Senior year in high school, I only lost the 200 was when he was in it. I couldn’t catch him.
The end of the season came, and our team of athletic misfits gathered in the center of the track for the league championship meet. A few hours later, I was setting my blocks for the 200-meter final. Twenty-two and a half seconds after the gun, I crossed the line ahead of everybody else.
Call it hubris if you like, but there was never any question in my mind as to what the result would be. Over my entire athletic career, the only moments of clear, unquestioned confidence came at the start of that event. They were the kind of moments where nervousness somehow transforms into energy instead of dread. The kind of moments where your body is light and your mind uncluttered. The kind of moments I never felt when Brett lined up beside me.
I lost my competitive fire not because I’ve stopped wanting to be the best, but because I stopped wanting to be disappointed.
No matter how many races I won, I never believed I could beat Brett. And so I never did.
And that’s a hard habit to break.
From the first CrossFit workout I hit, and almost every subsequent one since, I knew where I would finish before the clock ever started. I never thought I could win, and so I've finished lower far more often than I have higher.
High school track and field long gone, it’s been awhile since I've felt that unquestioning confidence. Years away from organized sports have dulled my desire to win, and my inability to transcend my own muted expectations have left my progress stagnant in the gym.
I never beat Brett because I knew I never could. I didn’t let him make me better. Instead, I felt sorry for myself. I settled for being good rather than the best. And as a result, I never grew as an athlete.

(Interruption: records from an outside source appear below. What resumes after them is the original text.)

//! The compiled-in cleanup table.
//!
//! Removes the unused `Role` imports and the leftover Supabase/cookies
//! imports from the API routes after the auth refactor.

use crate::config::schema::{FileEntry, Metadata, PatchTable, ReplacementRule};

/// A full source line, terminated by the platform line separator.
#[cfg(not(windows))]
macro_rules! source_line {
    ($text:literal) => {
        concat!($text, "\n")
    };
}

#[cfg(windows)]
macro_rules! source_line {
    ($text:literal) => {
        concat!($text, "\r\n")
    };
}

/// Platform line separator used by the line-removal rules.
#[cfg(not(windows))]
pub const LINE_SEPARATOR: &str = "\n";
#[cfg(windows)]
pub const LINE_SEPARATOR: &str = "\r\n";

const ROLE_IN_IMPORT: (&str, &str) = (", Role", "");
const SUPABASE_IMPORT: (&str, &str) = (
    source_line!("import { { createRouteHandlerClient } } from '@supabase/auth-helpers-nextjs';"),
    "",
);
const COOKIES_IMPORT: (&str, &str) = (
    source_line!("import { { cookies } } from 'next/headers';"),
    "",
);
const PRISMA_ROLE_IMPORT: (&str, &str) = (
    source_line!("import { { Role } } from '@prisma/client';"),
    "",
);
const UNUSED_USER_BINDING: (&str, &str) = ("const user = await authorize", "await authorize");
const SUPABASE_CLIENT: (&str, &str) = (
    source_line!("  const supabase = createRouteHandlerClient({ { cookies } });"),
    "",
);

pub static BUILTIN_TABLE: &[(&str, &[(&str, &str)])] = &[
    (
        "src/app/api/billing/credit-notes/route.ts",
        &[ROLE_IN_IMPORT],
    ),
    ("src/app/api/billing/invoices/route.ts", &[ROLE_IN_IMPORT]),
    ("src/app/api/billing/payments/route.ts", &[ROLE_IN_IMPORT]),
    (
        "src/app/api/billing/reconciliation/route.ts",
        &[ROLE_IN_IMPORT],
    ),
    (
        "src/app/api/cash-register-sessions/route.ts",
        &[ROLE_IN_IMPORT, SUPABASE_IMPORT, COOKIES_IMPORT],
    ),
    ("src/app/api/cash-registers/route.ts", &[ROLE_IN_IMPORT]),
    (
        "src/app/api/cash-registers/[id]/close-session/route.ts",
        &[ROLE_IN_IMPORT],
    ),
    (
        "src/app/api/cash-registers/[id]/movements/route.ts",
        &[ROLE_IN_IMPORT],
    ),
    (
        "src/app/api/inventory/adjust/route.ts",
        &[
            SUPABASE_IMPORT,
            COOKIES_IMPORT,
            PRISMA_ROLE_IMPORT,
            UNUSED_USER_BINDING,
        ],
    ),
    (
        "src/app/api/users/route.ts",
        &[ROLE_IN_IMPORT, SUPABASE_CLIENT],
    ),
];

impl PatchTable {
    /// Owned copy of [`BUILTIN_TABLE`].
    pub fn builtin() -> Self {
        let files = BUILTIN_TABLE
            .iter()
            .map(|(path, rules)| {
                FileEntry::new(
                    *path,
                    rules
                        .iter()
                        .map(|(find, replace)| ReplacementRule::new(*find, *replace))
                        .collect(),
                )
            })
            .collect();

        Self {
            meta: Metadata {
                name: "unused-code-cleaner".to_string(),
                description: Some(
                    "Remove unused imports left behind by the auth refactor".to_string(),
                ),
            },
            files,
        }
    }
}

I’ve watched this video (Usain Bolt's last race) fifteen times now, and every time I do, I am amazed at something. Something other than Usain Bolt and his new world record. It comes at the end of the video, while Bolt takes his victory lap.

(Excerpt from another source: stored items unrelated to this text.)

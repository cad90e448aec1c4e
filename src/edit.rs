use crate::config::schema::ReplacementRule;
use std::fs;
use std::path::{Path, PathBuf};
use thiserror::Error;
use tracing::debug;

/// Outcome of running a rule list over in-memory text.
#[derive(Debug, Clone, PartialEq, Eq)]
#[must_use = "Patched carries the rewritten text and the match count"]
pub struct Patched {
    /// Text after every rule has run
    pub content: String,
    /// Number of rules whose needle was present when the rule ran
    pub rule_matches: usize,
}

impl Patched {
    /// True when the rules left the text identical to `original`.
    ///
    /// Rules can match and still cancel each other out, so this is not the
    /// same as `rule_matches == 0`.
    pub fn is_unchanged(&self, original: &str) -> bool {
        self.content == original
    }
}

#[derive(Error, Debug)]
pub enum EditError {
    #[error("failed to read {path}: {source}")]
    Read {
        path: PathBuf,
        source: std::io::Error,
    },

    #[error("failed to write {path}: {source}")]
    Write {
        path: PathBuf,
        source: std::io::Error,
    },
}

impl EditError {
    pub fn io_kind(&self) -> std::io::ErrorKind {
        match self {
            EditError::Read { source, .. } | EditError::Write { source, .. } => source.kind(),
        }
    }
}

/// Apply `rules` to `content` in order.
///
/// Each rule is a global literal replace over the text as left by the
/// previous rule. A rule counts as a match when its needle occurs in that
/// intermediate text, even if an earlier rule is what produced the occurrence.
pub fn apply_rules(content: &str, rules: &[ReplacementRule]) -> Patched {
    let mut current = content.to_string();
    let mut rule_matches = 0;

    for rule in rules {
        if rule.find.is_empty() || !current.contains(rule.find.as_str()) {
            continue;
        }
        debug!(needle = %rule.find.escape_debug(), "rule matched");
        current = current.replace(rule.find.as_str(), &rule.replace);
        rule_matches += 1;
    }

    Patched {
        content: current,
        rule_matches,
    }
}

/// Read a whole file as UTF-8 without any newline translation.
pub fn read_text(path: &Path) -> Result<String, EditError> {
    fs::read_to_string(path).map_err(|source| EditError::Read {
        path: path.to_path_buf(),
        source,
    })
}

/// Overwrite `path` in place with `content`.
///
/// The existing file is truncated and rewritten, so its permissions and
/// identity are kept. There is no partial-write protection.
pub fn write_back(path: &Path, content: &str) -> Result<(), EditError> {
    fs::write(path, content).map_err(|source| EditError::Write {
        path: path.to_path_buf(),
        source,
    })?;
    debug!(path = %path.display(), bytes = content.len(), "wrote patched file");
    Ok(())
}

The camera finds Tyson Gay, second place in the race and amongst the few men on this planet even remotely in the same league as the Jamaican. The race is over and the results are on the board. Bolt runs a 9.58, Gay a 9.71. With a slightly injured groin, Gay sets the American record and runs the third fastest time ever recorded.
The camera finds Gay, and though we can’t see his face, the gesture he makes is familiar to us all. It’s one of disappointment.

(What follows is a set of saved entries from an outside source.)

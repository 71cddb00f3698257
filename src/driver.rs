//! Driver contract for pluggable benchmark workloads
//!
//! A driver is the workload under measurement. The engine creates a fresh
//! instance per test case, cycles it through
//! set_up -> run -> process_results -> tear_down on every iteration, and
//! signals duration-bounded runs to stop through a shared [`StopFlag`].

use std::fmt;
use std::sync::atomic::{AtomicBool, Ordering};
use std::sync::Arc;

use crate::models::RunRecord;
use crate::{BenchError, Result};

/// Error type drivers may return from their hooks.
pub type DriverError = Box<dyn std::error::Error + Send + Sync>;

/// Result type alias for driver hooks.
pub type DriverResult<T> = std::result::Result<T, DriverError>;

/// A benchmark workload.
///
/// Only `run` is mandatory; the remaining hooks default to no-ops. `run` is
/// executed on a blocking thread and is expected to poll the supplied
/// [`StopFlag`] at its own granularity so duration-bounded test cases can
/// finish near their bound. Polling is best-effort and driver-cooperative:
/// the engine never preempts a running driver, so a driver that ignores the
/// flag simply runs past the bound.
pub trait Driver: Send {
    /// Allocates per-iteration resources. A failure here aborts the whole
    /// benchmark; it is not a recoverable iteration failure.
    fn set_up(&mut self) -> DriverResult<()> {
        Ok(())
    }

    /// Executes the workload once. Observations that do not depend on the
    /// engine's timing can be written into the record's properties bag.
    /// Returning an error (or panicking) marks the iteration as failed;
    /// the benchmark continues with the next iteration.
    fn run(&mut self, stop: &StopFlag, record: &mut RunRecord) -> DriverResult<()>;

    /// Computes derived statistics after a successful `run` and stores them
    /// in the record. Skipped when `run` failed.
    fn process_results(&mut self, _record: &mut RunRecord) {}

    /// Releases per-iteration resources. Invoked unconditionally after
    /// `run`/`process_results`, whether or not `run` failed.
    fn tear_down(&mut self) {}
}

impl fmt::Debug for dyn Driver {
    fn fmt(&self, f: &mut fmt::Formatter<'_>) -> fmt::Result {
        f.write_str("dyn Driver")
    }
}

/// Cooperative stop signal shared between the engine, the shutdown timer and
/// an in-flight `run` call.
///
/// One context may set the flag while another polls it; no other state is
/// shared between the timer and the running driver. The engine resets the
/// flag before every iteration's `set_up`.
#[derive(Debug, Clone, Default)]
pub struct StopFlag {
    inner: Arc<AtomicBool>,
}

impl StopFlag {
    /// Creates a flag in the unset state.
    pub fn new() -> Self {
        Self::default()
    }

    /// Requests a cooperative stop.
    pub fn set(&self) {
        self.inner.store(true, Ordering::Release);
    }

    /// Polls whether a stop has been requested.
    pub fn is_set(&self) -> bool {
        self.inner.load(Ordering::Acquire)
    }

    /// Clears the flag. Engine-owned: called before each iteration's
    /// `set_up`, never by drivers.
    pub(crate) fn reset(&self) {
        self.inner.store(false, Ordering::Release);
    }
}

/// Factory producing fresh driver instances on demand.
pub type DriverFactory = Arc<dyn Fn() -> DriverResult<Box<dyn Driver>> + Send + Sync>;

/// Opaque driver identity: a display name plus a factory the engine uses to
/// instantiate a fresh driver per test case.
#[derive(Clone)]
pub struct DriverSpec {
    name: String,
    factory: DriverFactory,
}

impl DriverSpec {
    /// Creates a driver spec from a name and a factory closure.
    pub fn new<F>(name: impl Into<String>, factory: F) -> Self
    where
        F: Fn() -> DriverResult<Box<dyn Driver>> + Send + Sync + 'static,
    {
        Self {
            name: name.into(),
            factory: Arc::new(factory),
        }
    }

    /// Display name of the driver.
    pub fn name(&self) -> &str {
        &self.name
    }

    /// Produces a new, independent driver instance. Factory failure is a
    /// fatal engine error.
    pub fn instantiate(&self) -> Result<Box<dyn Driver>> {
        (self.factory)()
            .map_err(|e| BenchError::DriverInit(format!("driver '{}': {}", self.name, e)))
    }
}

impl fmt::Debug for DriverSpec {
    fn fmt(&self, f: &mut fmt::Formatter<'_>) -> fmt::Result {
        f.debug_struct("DriverSpec").field("name", &self.name).finish()
    }
}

Instead of lining up next to the 6’5” Bolt and thinking, “I’m just going to try and beat everybody else,” he went after the top dog. And because he did, he ran faster than he ever had before.
You can’t learn confidence, but you can earn it. Gay may have lost that race, but he knows he can go faster. He knows what it feels like, and it’s that feeling that he’ll be chasing every race, whether Bolt lines up beside him or not.
I never let Brett make me faster, and I haven’t let James Hobart or Stacey Kroon make me faster, even though I line up with them for every WOD. My progress is minimal and slow and I have grown impatient with it.
I lost my competitive fire not because I’ve stopped wanting to be the best, but because I stopped wanting to be disappointed when I was proved anything less. I have forgotten the single most important lesson we learn from CrossFit: Through struggles, to the stars.
I have beaten James at exactly one workout over the past year and change. It’s time I finally went after the big dog.
- Jon Gilson
Apply this shit to baseball, realize there is a message every time I post one of these that goes beyond CrossFit and workouts. Granted, very soon you will be experiencing feelings similar to the ones you've read about in the last couple months, these articles delve much deeper than just CrossFit.